Molecular Structure Manipulation Tools
Scripts for manipulation, comparison and conversion of molecular structures.
Installation
- Extract the compressed file.
'tar -xf struc_manip.tar.gz
'
- Check for the packages which are required by some of the scripts in the distribution.
They may be either found as part of the UNIX distribution (try yum install <package>
) or they can be downloaded from the URLs specified.
- Set up for quick access
either
- Add the contained
lib
directory to you PYTHONPATH
environment variable
(e.g. 'setenv PYTHONPATH <PATH>/lib
' in the .cshrc)
- add the
scripts
directory to your path
or
set up the <PATH>/struc_caller
routine by modifying the path inside
Description
Syntax: '[<PATH>/struc_caller] <script_name>.py <arguments>'
for a short instruction: call '<script_name>.py' without any arguments
File handling is based upon the Open Babel conversion tools. Therefore all file types available in openbabel can be accessed (try babel -H). Additionally there is support for Columbus/Newton-X format ("col") and Tinker format ("txyz2").
superimpose.py
Superposition of different structures of one molecule using a quaternion fit [1].
Syntax: 'superimpose.py <ref_struc> <struc1> <struc2> ... -t<file_type>'
e.g. superimpose.py ref.xyz struc1.xyz struc2.xyz -txyz
Structures <struc1>, <struc2>, ... are superimposed onto <ref_struc>.
<file_type> is a file type supported by openbabel (type 'babel -help' for a complete list).
Superposition is done through aligning the centers of mass for translation, and a quaternion fit for rotations.

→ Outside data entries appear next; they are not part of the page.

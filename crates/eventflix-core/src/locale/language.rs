use serde::{Deserialize, Serialize};
use tracing::warn;

/// Languages the client ships strings for. `Es` is the fallback.
#[derive(Debug, Clone, Copy, PartialEq, Eq, Hash, Default, Serialize, Deserialize)]
#[serde(rename_all = "lowercase")]
pub enum Language {
    #[default]
    Es,
    Ca,
    En,
}

impl Language {
    /// Every supported language, primary first
    pub const ALL: [Language; 3] = [Language::Es, Language::Ca, Language::En];

    pub const DEFAULT: Language = Language::Es;

    /// Two-letter code as persisted and sent to the backend
    pub fn code(&self) -> &'static str {
        match self {
            Language::Es => "es",
            Language::Ca => "ca",
            Language::En => "en",
        }
    }

    /// Name of the language in that language
    pub fn native_name(&self) -> &'static str {
        match self {
            Language::Es => "Español",
            Language::Ca => "Català",
            Language::En => "English",
        }
    }

    /// Parse a language code or locale tag.
    /// Case-insensitive; region and encoding suffixes (`en-GB`, `ca_ES.UTF-8`) are ignored.
    pub fn parse(value: &str) -> Option<Self> {
        let value = value.trim();
        if value.is_empty() {
            return None;
        }
        let lower = value.to_ascii_lowercase();
        let lang = lower.split(['-', '_', '.', '@']).next().unwrap_or("");
        match lang {
            "es" => Some(Language::Es),
            "ca" => Some(Language::Ca),
            "en" => Some(Language::En),
            _ => None,
        }
    }

    /// Parse `value`, falling back to the default for anything unsupported
    pub fn coerce(value: &str) -> Self {
        Self::parse(value).unwrap_or_else(|| {
            warn!(code = value, fallback = Self::DEFAULT.code(), "Unsupported language code");
            Self::DEFAULT
        })
    }
}

impl std::fmt::Display for Language {
    fn fmt(&self, f: &mut std::fmt::Formatter<'_>) -> std::fmt::Result {
        f.write_str(self.code())
    }
}
//! REST API client module for the EventFlix backend.
//!
//! This module provides the `ApiClient` for logging in, browsing events,
//! buying tickets and managing the profile. Authenticated requests carry the
//! bearer token held by the `SessionManager`.

pub mod client;
pub mod error;

pub use client::ApiClient;
pub use error::ApiError;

Only proper rotations are considered.
The numbering of the atoms is crucial. Renumbering is not implemented in this script. It could be done manually or through python programming with usage of struc_linalg.py.
babel.py
File format conversion utility, based on and similar to the babel
program but with additional support for Columbus/Newton-X ("col") and Tinker ("txyz2") formats.
Syntax: 'babel.py <in_format> <in_file> <out_format> <out_file>'
e.g. babel.py tmol coord col geom
(to convert between Turbomole and Columbus formats)
combine_vib.py
Insert molecules into a larger template file and optionally combine the molecular vibrations.
Syntax: 'combine_vib.py'
Requirements: Structure files for the template and the molecules to insert. Normal modes (if required) are given as molden format files.

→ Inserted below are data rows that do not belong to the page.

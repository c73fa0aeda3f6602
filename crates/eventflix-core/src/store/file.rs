use std::collections::BTreeMap;
use std::path::{Path, PathBuf};
use std::sync::{Mutex, MutexGuard};

use chrono::{DateTime, Utc};
use serde::{Deserialize, Serialize};
use tracing::{debug, warn};

use crate::error::StoreError;

use super::KeyValueStore;

/// Preference file name in the data directory
pub const PREFERENCES_FILE: &str = "preferences.json";

/// Extension given to a preference file that could not be parsed
const CORRUPT_EXTENSION: &str = "json.corrupt";

#[derive(Debug, Default, Serialize, Deserialize)]
struct PreferenceFile {
    #[serde(default)]
    entries: BTreeMap<String, String>,
    #[serde(default)]
    updated_at: Option<DateTime<Utc>>,
}

#[derive(Debug, Default)]
struct State {
    entries: BTreeMap<String, String>,
    dirty: bool,
}

/// Preference store backed by a single JSON file.
///
/// The file is read once on `open`. Mutations are applied to the in-memory
/// copy immediately and written back on `commit`.
#[derive(Debug)]
pub struct FileStore {
    path: PathBuf,
    state: Mutex<State>,
}

impl FileStore {
    /// Open (or create) the preference file at `path`.
    ///
    /// A file that is not valid JSON is renamed to `preferences.json.corrupt`
    /// and the store starts empty.
    pub fn open(path: impl Into<PathBuf>) -> Result<Self, StoreError> {
        let path = path.into();
        if let Some(parent) = path.parent() {
            std::fs::create_dir_all(parent)?;
        }

        let entries = if path.exists() {
            let contents = std::fs::read_to_string(&path)?;
            match serde_json::from_str::<PreferenceFile>(&contents) {
                Ok(file) => {
                    debug!(path = %path.display(), entries = file.entries.len(), "Preferences loaded");
                    file.entries
                }
                Err(e) => {
                    // Set the unreadable file aside and start over
                    let backup = path.with_extension(CORRUPT_EXTENSION);
                    warn!(
                        error = %e,
                        path = %path.display(),
                        backup = %backup.display(),
                        "Preference file is corrupt, starting empty"
                    );
                    std::fs::rename(&path, &backup)?;
                    BTreeMap::new()
                }
            }
        } else {
            debug!(path = %path.display(), "No preference file yet");
            BTreeMap::new()
        };

        Ok(Self {
            path,
            state: Mutex::new(State {
                entries,
                dirty: false,
            }),
        })
    }

    /// Open `preferences.json` inside `dir`
    pub fn open_in(dir: &Path) -> Result<Self, StoreError> {
        Self::open(dir.join(PREFERENCES_FILE))
    }

    pub fn path(&self) -> &Path {
        &self.path
    }

    fn lock(&self) -> MutexGuard<'_, State> {
        self.state.lock().unwrap_or_else(|poisoned| poisoned.into_inner())
    }

    fn write_file(&self, entries: &BTreeMap<String, String>) -> Result<(), StoreError> {
        let file = PreferenceFile {
            entries: entries.clone(),
            updated_at: Some(Utc::now()),
        };
        let contents = serde_json::to_string_pretty(&file)?;

        // Write then rename so a crash never leaves a truncated file behind
        let tmp = self.path.with_extension("json.tmp");
        std::fs::write(&tmp, contents)?;
        if let Err(e) = std::fs::rename(&tmp, &self.path) {
            warn!(error = %e, path = %self.path.display(), "Failed to replace preference file");
            let _ = std::fs::remove_file(&tmp);
            return Err(e.into());
        }
        Ok(())
    }
}

impl KeyValueStore for FileStore {
    fn get(&self, key: &str) -> Result<Option<String>, StoreError> {
        Ok(self.lock().entries.get(key).cloned())
    }

    fn set(&self, key: &str, value: &str) -> Result<(), StoreError> {
        let mut state = self.lock();
        state.entries.insert(key.to_string(), value.to_string());
        state.dirty = true;
        Ok(())
    }

    fn remove(&self, key: &str) -> Result<(), StoreError> {
        let mut state = self.lock();
        if state.entries.remove(key).is_some() {
            state.dirty = true;
        }
        Ok(())
    }

    fn clear(&self) -> Result<(), StoreError> {
        let mut state = self.lock();
        if !state.entries.is_empty() {
            state.entries.clear();
            state.dirty = true;
        }
        Ok(())
    }

    fn commit(&self) -> Result<(), StoreError> {
        let mut state = self.lock();
        if !state.dirty {
            return Ok(());
        }
        self.write_file(&state.entries)?;
        state.dirty = false;
        debug!(path = %self.path.display(), "Preferences committed");
        Ok(())
    }

    fn clear_except(&self, keep: &[&str]) -> Result<(), StoreError> {
        let mut state = self.lock();
        let before = state.entries.len();
        state.entries.retain(|key, _| keep.contains(&key.as_str()));
        if state.entries.len() != before {
            state.dirty = true;
        }
        Ok(())
    }
}

#[cfg(test)]
mod tests {
    use super::*;
    use tempfile::TempDir;

    #[test]
    fn test_open_missing_file_is_empty() {
        let dir = TempDir::new().unwrap();
        let store = FileStore::open_in(dir.path()).unwrap();
        assert_eq!(store.get("auth_token").unwrap(), None);
        assert!(!store.path().exists());
    }

    #[test]
    fn test_committed_values_survive_reopen() {
        let dir = TempDir::new().unwrap();
        {
            let store = FileStore::open_in(dir.path()).unwrap();
            store.set("auth_token", "abc").unwrap();
            store.set("selected_language", "ca").unwrap();
            store.commit().unwrap();
        }

        let reopened = FileStore::open_in(dir.path()).unwrap();
        assert_eq!(reopened.get("auth_token").unwrap().as_deref(), Some("abc"));
        assert_eq!(reopened.get("selected_language").unwrap().as_deref(), Some("ca"));
    }

    #[test]
    fn test_uncommitted_values_are_not_durable() {
        let dir = TempDir::new().unwrap();
        {
            let store = FileStore::open_in(dir.path()).unwrap();
            store.set("auth_token", "abc").unwrap();
            // Visible immediately in memory
            assert_eq!(store.get("auth_token").unwrap().as_deref(), Some("abc"));
        }

        let reopened = FileStore::open_in(dir.path()).unwrap();
        assert_eq!(reopened.get("auth_token").unwrap(), None);
    }

    #[test]
    fn test_clear_except_then_commit() {
        let dir = TempDir::new().unwrap();
        let store = FileStore::open_in(dir.path()).unwrap();
        store.set("auth_token", "abc").unwrap();
        store.set("user_role", "organizador").unwrap();
        store.set("selected_language", "en").unwrap();
        store.commit().unwrap();

        store.clear_except(&["selected_language"]).unwrap();
        store.commit().unwrap();

        let reopened = FileStore::open_in(dir.path()).unwrap();
        assert_eq!(reopened.get("auth_token").unwrap(), None);
        assert_eq!(reopened.get("user_role").unwrap(), None);
        assert_eq!(reopened.get("selected_language").unwrap().as_deref(), Some("en"));
    }

    #[test]
    fn test_corrupt_file_is_set_aside() {
        let dir = TempDir::new().unwrap();
        let path = dir.path().join(PREFERENCES_FILE);
        std::fs::write(&path, "{").unwrap();

        let store = FileStore::open_in(dir.path()).unwrap();
        assert_eq!(store.get("auth_token").unwrap(), None);
        assert!(!path.exists());
        let backup = dir.path().join("preferences.json.corrupt");
        assert_eq!(std::fs::read_to_string(backup).unwrap(), "{");

        store.set("auth_token", "tok1").unwrap();
        store.commit().unwrap();

        let reopened = FileStore::open_in(dir.path()).unwrap();
        assert_eq!(reopened.get("auth_token").unwrap().as_deref(), Some("tok1"));
    }

    #[test]
    fn test_unusable_directory_is_reported() {
        let dir = TempDir::new().unwrap();
        // A regular file where the parent directory should be
        let blocker = dir.path().join("blocker");
        std::fs::write(&blocker, "x").unwrap();
        let result = FileStore::open(blocker.join(PREFERENCES_FILE));
        assert!(matches!(result, Err(StoreError::Io(_))));
    }
}
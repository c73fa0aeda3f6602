//! Core library for the EventFlix client.
//!
//! Provides the session and locale state shared by every screen, the
//! preference store they persist to, and a thin client for the EventFlix
//! REST API.
//!
//! ```no_run
//! # async fn demo() -> anyhow::Result<()> {
//! use eventflix_core::{AppContext, ApplyMode, Config};
//!
//! let ctx = AppContext::start(Config::load()?)?;
//! ctx.api.login("ana@example.com", "secret1").await?;
//! ctx.locale.set_locale("ca", ApplyMode::InPlace);
//! ctx.shutdown().await;
//! # Ok(())
//! # }
//! ```

pub mod api;
pub mod auth;
pub mod config;
pub mod context;
pub mod error;
pub mod locale;
pub mod models;
pub mod session;
pub mod store;
pub mod validation;

pub use api::{ApiClient, ApiError};
pub use config::Config;
pub use context::AppContext;
pub use error::StoreError;
pub use locale::{ApplyMode, Language, LocaleChange, LocaleManager};
pub use session::SessionManager;
pub use store::{FileStore, KeyValueStore, MemoryStore};
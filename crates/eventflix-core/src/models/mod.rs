//! JSON payloads exchanged with the EventFlix backend.
//!
//! - `auth`: login and registration
//! - `event`: events and the organizer event form
//! - `ticket`: purchases and owned tickets
//! - `user`: profile

pub mod auth;
pub mod event;
pub mod ticket;
pub mod user;

pub use auth::{LoginRequest, LoginResponse, RegisterRequest};
pub use event::{Event, EventForm};
pub use ticket::{Ticket, TicketPurchase};
pub use user::{Profile, ProfileUpdate};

Execution: Follow the explanations on the screen. The non-trivial task is to identify the corresponding atoms between the structures. For this it is suggested to open both molecules at the same time in a molecular structure viewing program to compare the indices. Note that the program asks for the indices of the atoms in the (larger) template file corresponding to indices in the molecule inserted (putting the indices in the opposite order will give a wrong result).
Output:
combined_struc.xyz: Structure file with inserted structures.

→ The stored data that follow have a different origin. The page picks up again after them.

use std::sync::Arc;

use tokio::runtime::Handle;
use tokio::sync::{mpsc, oneshot};
use tracing::{debug, warn};

use crate::store::{keys, KeyValueStore};

/// Keys that survive a session clear
const PRESERVED_KEYS: &[&str] = &[keys::SELECTED_LANGUAGE];

pub(crate) enum WriteOp {
    Set { key: &'static str, value: String },
    ClearSession,
    Flush(oneshot::Sender<()>),
}

/// Applies session writes to the store in submission order.
///
/// Inside a Tokio runtime the writes are drained by one spawned task, and the
/// store is committed whenever the queue runs empty. Without a runtime they are
/// applied and committed inline on the caller.
pub(crate) struct Writer {
    store: Arc<dyn KeyValueStore>,
    tx: Option<mpsc::UnboundedSender<WriteOp>>,
}

impl Writer {
    pub(crate) fn start(store: Arc<dyn KeyValueStore>) -> Self {
        let tx = match Handle::try_current() {
            Ok(handle) => {
                let (tx, rx) = mpsc::unbounded_channel();
                handle.spawn(run(store.clone(), rx));
                Some(tx)
            }
            Err(_) => {
                debug!("No async runtime, session writes will be applied inline");
                None
            }
        };
        Self { store, tx }
    }

    /// Queue a write without waiting for it
    pub(crate) fn submit(&self, op: WriteOp) {
        let op = match &self.tx {
            Some(tx) => match tx.send(op) {
                Ok(()) => return,
                // Writer task is gone (runtime shut down); fall back to inline
                Err(mpsc::error::SendError(op)) => op,
            },
            None => op,
        };
        apply_inline(self.store.as_ref(), op);
    }

    /// Wait until every write submitted so far is committed
    pub(crate) async fn flush(&self) {
        let (ack, done) = oneshot::channel();
        self.submit(WriteOp::Flush(ack));
        if done.await.is_err() {
            warn!("Session writer stopped before flush completed");
        }
    }
}

async fn run(store: Arc<dyn KeyValueStore>, mut rx: mpsc::UnboundedReceiver<WriteOp>) {
    while let Some(op) = rx.recv().await {
        match op {
            WriteOp::Flush(ack) => {
                commit(store.as_ref());
                let _ = ack.send(());
            }
            op => {
                apply(store.as_ref(), op);
                if rx.is_empty() {
                    commit(store.as_ref());
                }
            }
        }
    }
    commit(store.as_ref());
    debug!("Session writer stopped");
}

fn apply_inline(store: &dyn KeyValueStore, op: WriteOp) {
    match op {
        WriteOp::Flush(ack) => {
            commit(store);
            let _ = ack.send(());
        }
        op => {
            apply(store, op);
            commit(store);
        }
    }
}

fn apply(store: &dyn KeyValueStore, op: WriteOp) {
    let (target, result) = match &op {
        WriteOp::Set { key, value } => (*key, store.set(key, value)),
        WriteOp::ClearSession => ("session", store.clear_except(PRESERVED_KEYS)),
        WriteOp::Flush(_) => return,
    };
    if let Err(e) = result {
        warn!(error = %e, key = target, "Failed to apply session write");
    }
}

fn commit(store: &dyn KeyValueStore) {
    if let Err(e) = store.commit() {
        warn!(error = %e, "Failed to commit session store");
    }
}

combined_vib.mld: Molden file with combined normal modes.
arc2pot.py
Conversion utility from a Tinker archive to a set of point charges in Columbus format. The structure can be separated into QM and MM regions and the functionality for adding link atoms is supplied. The script can be used to extract several frames in order to perform a calculation in an averaged potential. The point charges are created in Columbus format as potential.xyz (Bohr). Additionally the geometry of the core region for the first frame is written to geom.xyz in standard xyz format (Angstrom).
Syntax: 'arc2pot.py <tinker-arc> <prm-file>'
<tinker-arc> is the Tinker archive with the structures. Point charges for the atom types are parsed from <prm-file>.
The remaining input is parsed from a file arc2pot.in with the following information. Only values with no specified default have to be entered.
Keyword | Default | Description |
at_list | | Specification of the atoms which shall be converted to point charges (i.e. the MM region). Use to(<start>,<end>) to specify ranges. |
frames | | Specification of the dynamics frames to use for conversions. |
link_atom | empty | Use link_atom[<QM_atom>]=[<MM_atom>,<ratio>,<symbol>] to introduce a link atom with atomic symbol <symbol> into geom.xyz. This link atom is placed on the connecting line between the QM and MM atoms at <ratio> times their distance away from the QM atom. Per default the point charge of the MM_atom is set to zero use zero_scatter for charge redistribution. |
zero_scatter | empty | Specify charges to redistribute. Point charges of atoms in <zero_i> are set to zero and their summed up charge is distributed over <scatter_i>. If an atom is specified in <zero_i> which is not in <at_list>, then its charge is added to the scatter charge. If an empty list [] is specified for <scatter_i>, then the charges are discarded.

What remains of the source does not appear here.